=== Supplied data ===

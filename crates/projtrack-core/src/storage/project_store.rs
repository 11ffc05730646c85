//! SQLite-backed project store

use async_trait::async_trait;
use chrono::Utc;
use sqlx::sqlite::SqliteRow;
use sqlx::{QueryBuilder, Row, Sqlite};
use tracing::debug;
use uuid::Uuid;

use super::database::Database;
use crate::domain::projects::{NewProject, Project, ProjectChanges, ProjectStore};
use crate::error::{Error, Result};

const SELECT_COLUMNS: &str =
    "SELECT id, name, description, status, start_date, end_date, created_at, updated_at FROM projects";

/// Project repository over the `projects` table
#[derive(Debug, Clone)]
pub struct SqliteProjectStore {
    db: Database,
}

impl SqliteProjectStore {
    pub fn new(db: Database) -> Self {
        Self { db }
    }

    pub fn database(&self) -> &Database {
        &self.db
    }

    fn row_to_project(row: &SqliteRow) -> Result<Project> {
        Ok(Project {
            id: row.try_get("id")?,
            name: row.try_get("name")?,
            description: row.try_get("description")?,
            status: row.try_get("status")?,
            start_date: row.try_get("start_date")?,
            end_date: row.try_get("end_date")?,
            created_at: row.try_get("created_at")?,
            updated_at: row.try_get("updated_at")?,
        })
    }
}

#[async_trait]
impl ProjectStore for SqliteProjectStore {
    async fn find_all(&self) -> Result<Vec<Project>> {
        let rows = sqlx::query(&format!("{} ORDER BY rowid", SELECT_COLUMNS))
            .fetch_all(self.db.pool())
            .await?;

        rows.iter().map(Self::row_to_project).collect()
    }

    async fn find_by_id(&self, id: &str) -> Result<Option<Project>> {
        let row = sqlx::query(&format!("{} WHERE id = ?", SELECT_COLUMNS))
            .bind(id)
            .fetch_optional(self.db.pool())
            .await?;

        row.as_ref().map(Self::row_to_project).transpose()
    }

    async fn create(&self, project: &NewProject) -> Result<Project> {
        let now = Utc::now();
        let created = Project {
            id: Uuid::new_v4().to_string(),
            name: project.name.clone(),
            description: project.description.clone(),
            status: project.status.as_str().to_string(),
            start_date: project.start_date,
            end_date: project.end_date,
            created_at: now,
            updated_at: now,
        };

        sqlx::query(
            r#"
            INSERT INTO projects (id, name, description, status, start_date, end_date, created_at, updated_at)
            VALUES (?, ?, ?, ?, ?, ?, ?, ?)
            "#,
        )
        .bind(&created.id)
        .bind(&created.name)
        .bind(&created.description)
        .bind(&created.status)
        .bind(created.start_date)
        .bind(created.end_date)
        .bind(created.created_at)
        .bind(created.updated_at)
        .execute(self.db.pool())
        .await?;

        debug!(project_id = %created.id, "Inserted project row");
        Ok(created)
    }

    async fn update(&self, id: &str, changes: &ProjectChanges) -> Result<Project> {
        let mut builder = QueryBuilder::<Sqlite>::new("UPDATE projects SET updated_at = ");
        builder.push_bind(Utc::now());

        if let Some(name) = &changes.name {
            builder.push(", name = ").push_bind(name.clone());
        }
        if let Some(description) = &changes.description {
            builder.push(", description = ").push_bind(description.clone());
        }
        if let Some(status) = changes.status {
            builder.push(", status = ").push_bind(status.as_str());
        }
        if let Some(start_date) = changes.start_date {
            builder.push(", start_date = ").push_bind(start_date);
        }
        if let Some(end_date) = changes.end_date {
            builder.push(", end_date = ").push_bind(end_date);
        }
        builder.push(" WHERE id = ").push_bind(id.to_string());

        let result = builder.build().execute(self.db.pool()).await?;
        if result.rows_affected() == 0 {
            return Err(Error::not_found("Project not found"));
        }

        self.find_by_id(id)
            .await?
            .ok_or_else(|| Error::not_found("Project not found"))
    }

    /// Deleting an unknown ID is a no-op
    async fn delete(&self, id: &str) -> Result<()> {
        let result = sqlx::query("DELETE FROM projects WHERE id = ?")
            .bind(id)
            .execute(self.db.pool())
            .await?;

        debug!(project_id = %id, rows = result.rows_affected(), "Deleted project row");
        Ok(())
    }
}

===
=== Supplied data ===

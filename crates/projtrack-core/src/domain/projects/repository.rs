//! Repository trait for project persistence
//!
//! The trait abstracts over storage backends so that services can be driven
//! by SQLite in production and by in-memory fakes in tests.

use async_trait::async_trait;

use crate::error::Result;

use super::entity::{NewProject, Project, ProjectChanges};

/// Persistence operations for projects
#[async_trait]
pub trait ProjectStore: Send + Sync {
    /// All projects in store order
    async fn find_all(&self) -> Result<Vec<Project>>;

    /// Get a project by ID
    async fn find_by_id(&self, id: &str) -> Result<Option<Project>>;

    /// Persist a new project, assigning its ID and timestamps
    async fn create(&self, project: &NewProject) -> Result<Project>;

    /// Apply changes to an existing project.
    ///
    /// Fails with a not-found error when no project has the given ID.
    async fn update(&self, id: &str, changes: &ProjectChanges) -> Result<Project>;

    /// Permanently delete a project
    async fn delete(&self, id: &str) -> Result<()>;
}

===

◆ **The problem**:
Please copy, exactly and with nothing else, the lines above beginning at the line that has "filename crates/projtrack-core/src/storage/project_store.rs" and ending with the line that has "created_at, updated_at FROM".

◆ **Answer area**:
filename crates/projtrack-core/src/storage/project_store.rs
repository 11ffc05730646c85
//! SQLite-backed project store

use async_trait::async_trait;
use chrono::Utc;
use sqlx::sqlite::SqliteRow;
use sqlx::{QueryBuilder, Row, Sqlite};
use tracing::debug;
use uuid::Uuid;

use super::database::Database;
use crate::domain::projects::{NewProject, Project, ProjectChanges, ProjectStore};
use crate::error::{Error, Result};

const SELECT_COLUMNS: &str =
    "SELECT id, name, description, status, start_date, end_date, created_at, updated_at FROM projects";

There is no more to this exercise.